2. The method of claim 1, wherein wirelessly communicating through the formation comprises wirelessly communicating electromagnetic signaling through the formation.
3. The method of claim 1, further comprising performing the wireless communicating during an exploration phase for determining characteristics of a reservoir in the formation.
4. The method of claim 1, further comprising performing the wireless communicating during a drilling phase to provide feedback from the subsea wellbore.
5. The method of claim 1, further comprising performing the wireless communicating while completing a subsea wellbore.
6. The method of claim 1, further comprising wirelessly communicating between electrical devices proximal the sea floor.
7. The method of claim 1, further comprising wirelessly communicating between electrical devices in the subsea wellbore.
8. The method of claim 1, further comprising:
a third electrical device proximal the sea floor sending wireless signaling through sea water to a fourth electrical device proximal the sea floor; and
in response to the wireless signaling from the third electrical device, the fourth electrical device sending, through the formation, wireless signaling into the formation to test a characteristic of a portion of the formation.
9. The method of claim 1, further comprising a sensor in the subsea wellbore sending measurement data in wireless signaling through the formation to a receiver proximal the sea floor.
10. The method of claim 9, further comprising the receiver sending, through sea water, the measurement data in wireless signaling to another electrical device proximal the sea floor.
11. A subsea well system comprising:
a first electrical device for positioning proximal a sea floor;
a second electrical device for location in a subsea wellbore,
wherein the first and second electrical devices are adapted to communicate wirelessly through a formation separating the first and second electrical devices; and
a third electrical device and a fourth electrical device proximal the sea floor, the third electrical device to send wireless signaling through the formation to a reservoir in the formation, and the fourth electrical device to receive wireless signaling reflected from the reservoir.
12. The subsea well system of claim 11, wherein the second electrical device comprises a sensor,
the sensor to send measurement data in wireless signaling through the formation to the first electrical device.

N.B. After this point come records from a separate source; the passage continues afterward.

// SPDX-License-Identifier: MIT
// © 2025–2026 Christopher Liu

//! Command words of the host protocol and their decoded form.
//!
//! Commands come in two shapes. Zero-parameter commands are matched on the
//! full 16-bit word `c1 << 8 | c2`. One-parameter commands are matched on
//! `c1` alone (or its high nibble, when the low nibble carries payload bits)
//! with `c2` as the parameter.

// ----- Commands also understood by the factory module -----

// One-parameter
pub const CMD_GO_TO: u8 = 0xDD;

// Zero-parameter
pub const CMD_UP: u16 = 0x0ADD;
pub const CMD_DOWN: u16 = 0x0AEE;
pub const CMD_UP_17: u16 = 0x0A0D;
pub const CMD_DOWN_17: u16 = 0x0A0E;
pub const CMD_STOP: u16 = 0x0ACC;

pub const CMD_OVERRIDE_UP_90: u16 = 0xFAD1;
pub const CMD_OVERRIDE_DOWN_90: u16 = 0xFAD2;
pub const CMD_OVERRIDE_UP_6: u16 = 0xFAD3;
pub const CMD_OVERRIDE_DOWN_6: u16 = 0xFAD4;
pub const CMD_SET_MAX_CURTAIN_LENGTH: u16 = 0xFAEE;
pub const CMD_SET_FULL_CURTAIN_LENGTH: u16 = 0xFACC;
pub const CMD_RESET_CURTAIN_LENGTH: u16 = 0xFA00;

pub const CMD_GET_STATUS: u16 = 0xCCCC;

// ----- Extended commands of this firmware -----

// One-parameter. GO_TO carries a 12-bit fixed-point position (4 fractional
// bits) split across the low nibble of c1 and all of c2; SET_LOCATION and
// GO_TO_LOCATION carry 12 bits of ticks with the least-significant bit
// omitted.
pub const CMD_EXT_GO_TO: u8 = 0x10;
pub const CMD_EXT_SET_SPEED: u8 = 0x20;
pub const CMD_EXT_SET_DEFAULT_SPEED: u8 = 0x30;
pub const CMD_EXT_SET_MINIMUM_VOLTAGE: u8 = 0x40;
pub const CMD_EXT_SET_LOCATION: u8 = 0x50;
pub const CMD_EXT_SET_AUTO_CAL: u8 = 0x60;
pub const CMD_EXT_GO_TO_LOCATION: u8 = 0x70;
pub const CMD_EXT_SET_SLOWDOWN_FACTOR: u8 = 0x80;
pub const CMD_EXT_SET_MIN_SLOWDOWN_SPEED: u8 = 0x90;

// Zero-parameter
pub const CMD_EXT_OVERRIDE_DOWN: u16 = 0xFADA;
pub const CMD_EXT_GET_LOCATION: u16 = 0xCCD0;
pub const CMD_EXT_GET_VERSION: u16 = 0xCCDC;
pub const CMD_EXT_GET_STATUS: u16 = 0xCCDE;
pub const CMD_EXT_GET_LIMITS: u16 = 0xCCDF;
pub const CMD_EXT_DEBUG: u16 = 0xCCD1;
pub const CMD_EXT_SENSOR_DEBUG: u16 = 0xCCD2;

/// A decoded host command.
#[derive(Debug, Clone, Copy, PartialEq, Eq)]
pub enum Request {
    /// Up until stall; forces endpoint calibration.
    Up,
    /// Down to the configured maximum curtain length.
    Down,
    Up17,
    Down17,
    Stop,
    OverrideUp90,
    OverrideDown90,
    OverrideUp6,
    OverrideDown6,
    /// Continuous move down ignoring limits, five rod revolutions per command.
    OverrideDown5Revs,
    SetMaxCurtainLength,
    SetFullCurtainLength,
    ResetCurtainLength,
    GetStatus,
    GetExtStatus,
    GetLocation,
    GetVersion,
    GetLimits,
    GetDebug,
    GetSensorDebug,
    /// Go to a position percentage 0..=100.
    GoToPercent(u8),
    /// Go to a position in 1/16 % steps (12-bit fixed point).
    GoToPercent16(u16),
    /// Overwrite the current location (ticks, LSB omitted on the wire).
    SetLocation(u16),
    /// Go to an absolute tick location (LSB omitted on the wire).
    GoToLocation(u16),
    /// Session speed; not persisted.
    SetSpeed(u8),
    /// Persisted default speed.
    SetDefaultSpeed(u8),
    SetMinimumVoltage(u8),
    SetAutoCalibration(bool),
    SetSlowdownFactor(u8),
    SetMinSlowdownSpeed(u8),
}

/// Decode a command byte pair. Unknown commands (and parameter values the
/// protocol treats as no-ops) decode to `None` and are silently ignored.
pub fn decode(c1: u8, c2: u8) -> Option<Request> {
    let word = (c1 as u16) << 8 | c2 as u16;
    let request = match word {
        CMD_UP => Request::Up,
        CMD_DOWN => Request::Down,
        CMD_UP_17 => Request::Up17,
        CMD_DOWN_17 => Request::Down17,
        CMD_STOP => Request::Stop,
        CMD_OVERRIDE_UP_90 => Request::OverrideUp90,
        CMD_OVERRIDE_DOWN_90 => Request::OverrideDown90,
        CMD_OVERRIDE_UP_6 => Request::OverrideUp6,
        CMD_OVERRIDE_DOWN_6 => Request::OverrideDown6,
        CMD_EXT_OVERRIDE_DOWN => Request::OverrideDown5Revs,
        CMD_SET_MAX_CURTAIN_LENGTH => Request::SetMaxCurtainLength,
        CMD_SET_FULL_CURTAIN_LENGTH => Request::SetFullCurtainLength,
        CMD_RESET_CURTAIN_LENGTH => Request::ResetCurtainLength,
        CMD_GET_STATUS => Request::GetStatus,
        CMD_EXT_GET_STATUS => Request::GetExtStatus,
        CMD_EXT_GET_LOCATION => Request::GetLocation,
        CMD_EXT_GET_VERSION => Request::GetVersion,
        CMD_EXT_GET_LIMITS => Request::GetLimits,
        CMD_EXT_DEBUG => Request::GetDebug,
        CMD_EXT_SENSOR_DEBUG => Request::GetSensorDebug,
        _ => return decode_with_parameter(c1, c2),
    };
    Some(request)
}

fn decode_with_parameter(c1: u8, c2: u8) -> Option<Request> {
    let twelve_bits = ((c1 as u16 & 0x0F) << 8) | c2 as u16;
    match c1 {
        CMD_GO_TO => Some(Request::GoToPercent(c2)),
        CMD_EXT_SET_SPEED if c2 > 1 => Some(Request::SetSpeed(c2)),
        CMD_EXT_SET_DEFAULT_SPEED if c2 > 0 => Some(Request::SetDefaultSpeed(c2)),
        CMD_EXT_SET_MINIMUM_VOLTAGE => Some(Request::SetMinimumVoltage(c2)),
        CMD_EXT_SET_AUTO_CAL => Some(Request::SetAutoCalibration(c2 != 0)),
        // A zero factor would divide the approach-speed computation by zero.
        CMD_EXT_SET_SLOWDOWN_FACTOR if c2 > 0 => Some(Request::SetSlowdownFactor(c2)),
        CMD_EXT_SET_MIN_SLOWDOWN_SPEED => Some(Request::SetMinSlowdownSpeed(c2)),
        _ => match c1 & 0xF0 {
            CMD_EXT_GO_TO => Some(Request::GoToPercent16(twelve_bits)),
            CMD_EXT_SET_LOCATION => Some(Request::SetLocation(twelve_bits)),
            CMD_EXT_GO_TO_LOCATION => Some(Request::GoToLocation(twelve_bits)),
            _ => None,
        },
    }
}

#[cfg(test)]
mod tests {
    use super::*;

    #[test]
    fn zero_parameter_words() {
        assert_eq!(decode(0x0A, 0xDD), Some(Request::Up));
        assert_eq!(decode(0x0A, 0xEE), Some(Request::Down));
        assert_eq!(decode(0x0A, 0xCC), Some(Request::Stop));
        assert_eq!(decode(0xFA, 0xDA), Some(Request::OverrideDown5Revs));
        assert_eq!(decode(0xFA, 0x00), Some(Request::ResetCurtainLength));
        assert_eq!(decode(0xCC, 0xCC), Some(Request::GetStatus));
        assert_eq!(decode(0xCC, 0xDE), Some(Request::GetExtStatus));
    }

    #[test]
    fn go_to_percent_takes_any_parameter() {
        assert_eq!(decode(0xDD, 50), Some(Request::GoToPercent(50)));
        assert_eq!(decode(0xDD, 0), Some(Request::GoToPercent(0)));
    }

    #[test]
    fn twelve_bit_payloads_span_both_bytes() {
        assert_eq!(decode(0x13, 0x21), Some(Request::GoToPercent16(0x321)));
        assert_eq!(decode(0x5F, 0xFF), Some(Request::SetLocation(0xFFF)));
        assert_eq!(decode(0x70, 0x10), Some(Request::GoToLocation(0x010)));
    }

    #[test]
    fn speed_no_op_values_are_dropped() {
        assert_eq!(decode(0x20, 0), None);
        assert_eq!(decode(0x20, 1), None);
        assert_eq!(decode(0x20, 2), Some(Request::SetSpeed(2)));
        assert_eq!(decode(0x30, 0), None);
        assert_eq!(decode(0x30, 25), Some(Request::SetDefaultSpeed(25)));
        assert_eq!(decode(0x80, 0), None);
        assert_eq!(decode(0x80, 8), Some(Request::SetSlowdownFactor(8)));
    }

    #[test]
    fn auto_calibration_flag_is_boolean() {
        assert_eq!(decode(0x60, 0), Some(Request::SetAutoCalibration(false)));
        assert_eq!(decode(0x60, 7), Some(Request::SetAutoCalibration(true)));
    }

    #[test]
    fn unknown_commands_decode_to_none() {
        assert_eq!(decode(0x0A, 0x42), None);
        assert_eq!(decode(0xCC, 0xCD), None);
        assert_eq!(decode(0xA0, 0x00), None);
        assert_eq!(decode(0xFF, 0xFF), None);
    }
}
//! Persisted controller settings over a pluggable storage backend.
//!
//! Five 16-bit variables live in flash-emulated EEPROM, addressed by the
//! virtual addresses the factory tooling expects. The store provisions a
//! default on first boot (and writes it back so later boots read flash), and
//! skips the write cycle when the value is unchanged. The "only while
//! Stopped" gate for writes lives in the motion controller, which owns the
//! only timing context where a flash write cannot collide with motor
//! switching.

use crate::config::{
    DEFAULT_AUTO_CALIBRATION, DEFAULT_FULL_CURTAIN_LENGTH, DEFAULT_MINIMUM_VOLTAGE,
    DEFAULT_TARGET_SPEED,
};

/// The five persisted parameters.
#[derive(Copy, Clone, Debug, PartialEq, Eq)]
pub enum Setting {
    MaxCurtainLength,
    FullCurtainLength,
    MinimumVoltage,
    DefaultSpeed,
    AutoCalibration,
}

impl Setting {
    /// Virtual address of the variable in the backing store. 0xFFFF is
    /// reserved by the storage layer and must not appear here.
    pub const fn address(self) -> u16 {
        match self {
            Setting::MaxCurtainLength => 0x5555,
            Setting::FullCurtainLength => 0x6666,
            Setting::MinimumVoltage => 0x7777,
            Setting::DefaultSpeed => 0x8888,
            Setting::AutoCalibration => 0x9999,
        }
    }

    /// Factory value provisioned on first boot.
    pub const fn default_value(self) -> u16 {
        match self {
            // Until configured, the user limit is the factory limit.
            Setting::MaxCurtainLength => DEFAULT_FULL_CURTAIN_LENGTH,
            Setting::FullCurtainLength => DEFAULT_FULL_CURTAIN_LENGTH,
            Setting::MinimumVoltage => DEFAULT_MINIMUM_VOLTAGE,
            Setting::DefaultSpeed => DEFAULT_TARGET_SPEED as u16,
            Setting::AutoCalibration => DEFAULT_AUTO_CALIBRATION as u16,
        }
    }
}

/// Storage backend the firmware provides (flash-emulated EEPROM on the real
/// board, a plain array in tests).
pub trait SettingsBackend {
    type Error;

    /// Read the variable at `address`; `Ok(None)` if it was never written.
    fn read(&mut self, address: u16) -> Result<Option<u16>, Self::Error>;

    /// Write the variable at `address`.
    fn write(&mut self, address: u16, value: u16) -> Result<(), Self::Error>;
}

/// Typed accessors over a [`SettingsBackend`].
pub struct SettingsStore<B> {
    backend: B,
}

impl<B: SettingsBackend> SettingsStore<B> {
    pub fn new(backend: B) -> Self {
        Self { backend }
    }

    /// Read a setting, provisioning and persisting the default on first boot.
    pub fn read(&mut self, setting: Setting) -> Result<u16, B::Error> {
        match self.backend.read(setting.address())? {
            Some(value) => Ok(value),
            None => {
                let value = setting.default_value();
                self.backend.write(setting.address(), value)?;
                Ok(value)
            }
        }
    }

    /// Write a setting, skipping the flash cycle when the value is unchanged.
    pub fn write(&mut self, setting: Setting, value: u16) -> Result<(), B::Error> {
        if self.backend.read(setting.address())? != Some(value) {
            self.backend.write(setting.address(), value)?;
        }
        Ok(())
    }

    /// Tear down the store and return the backend.
    pub fn free(self) -> B {
        self.backend
    }
}

#[cfg(test)]
pub(crate) mod tests {
    use super::*;

    /// In-memory backend recording every write, for the store tests and the
    /// motor scenario tests.
    pub(crate) struct MemoryBackend {
        pub entries: Vec<(u16, u16)>,
        pub writes: usize,
    }

    impl MemoryBackend {
        pub fn new() -> Self {
            Self {
                entries: Vec::new(),
                writes: 0,
            }
        }
    }

    impl SettingsBackend for MemoryBackend {
        type Error = core::convert::Infallible;

        fn read(&mut self, address: u16) -> Result<Option<u16>, Self::Error> {
            Ok(self
                .entries
                .iter()
                .find(|(a, _)| *a == address)
                .map(|(_, v)| *v))
        }

        fn write(&mut self, address: u16, value: u16) -> Result<(), Self::Error> {
            self.writes += 1;
            match self.entries.iter().position(|(a, _)| *a == address) {
                Some(index) => self.entries[index].1 = value,
                None => self.entries.push((address, value)),
            }
            Ok(())
        }
    }

    #[test]
    fn first_boot_provisions_defaults() {
        let mut store = SettingsStore::new(MemoryBackend::new());
        assert_eq!(
            store.read(Setting::DefaultSpeed).unwrap(),
            Setting::DefaultSpeed.default_value()
        );
        // The default was written back, so the next read hits the backend.
        let backend = store.free();
        assert_eq!(backend.writes, 1);
        assert_eq!(
            backend.entries,
            vec![(0x8888, Setting::DefaultSpeed.default_value())]
        );
    }

    #[test]
    fn write_then_read_round_trips() {
        let mut store = SettingsStore::new(MemoryBackend::new());
        for value in [0u16, 1, 1000, u16::MAX] {
            store.write(Setting::MaxCurtainLength, value).unwrap();
            assert_eq!(store.read(Setting::MaxCurtainLength).unwrap(), value);
        }
    }

    #[test]
    fn unchanged_write_skips_the_flash_cycle() {
        let mut store = SettingsStore::new(MemoryBackend::new());
        store.write(Setting::MinimumVoltage, 96).unwrap();
        store.write(Setting::MinimumVoltage, 96).unwrap();
        assert_eq!(store.free().writes, 1);
    }

    #[test]
    fn addresses_match_the_factory_layout() {
        let expected = [
            (Setting::MaxCurtainLength, 0x5555),
            (Setting::FullCurtainLength, 0x6666),
            (Setting::MinimumVoltage, 0x7777),
            (Setting::DefaultSpeed, 0x8888),
            (Setting::AutoCalibration, 0x9999),
        ];
        for (setting, address) in expected {
            assert_eq!(setting.address(), address);
        }
    }
}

The present application claims priority to U.S. Provisional application No. 60,522,673 filed Oct. 27, 2004.


The invention relates generally to wireless communications in wellbores. As technology has improved, various types of sensors and control devices have been placed in hydrocarbon wells, including subsea wells. Examples of sensors include pressure sensors, temperature sensors, and other types of sensors. Additionally, sensors and control devices on the sea floor, such as sand detectors, production sensors and corrosion monitors are also used to gather data. Information measured by such sensors is communicated to well surface equipment over communications links. Control devices can also be controlled from well surface equipment over a communications link to control predetermined tasks. Examples of control devices include flow control devices, pumps, choke valves, and so forth.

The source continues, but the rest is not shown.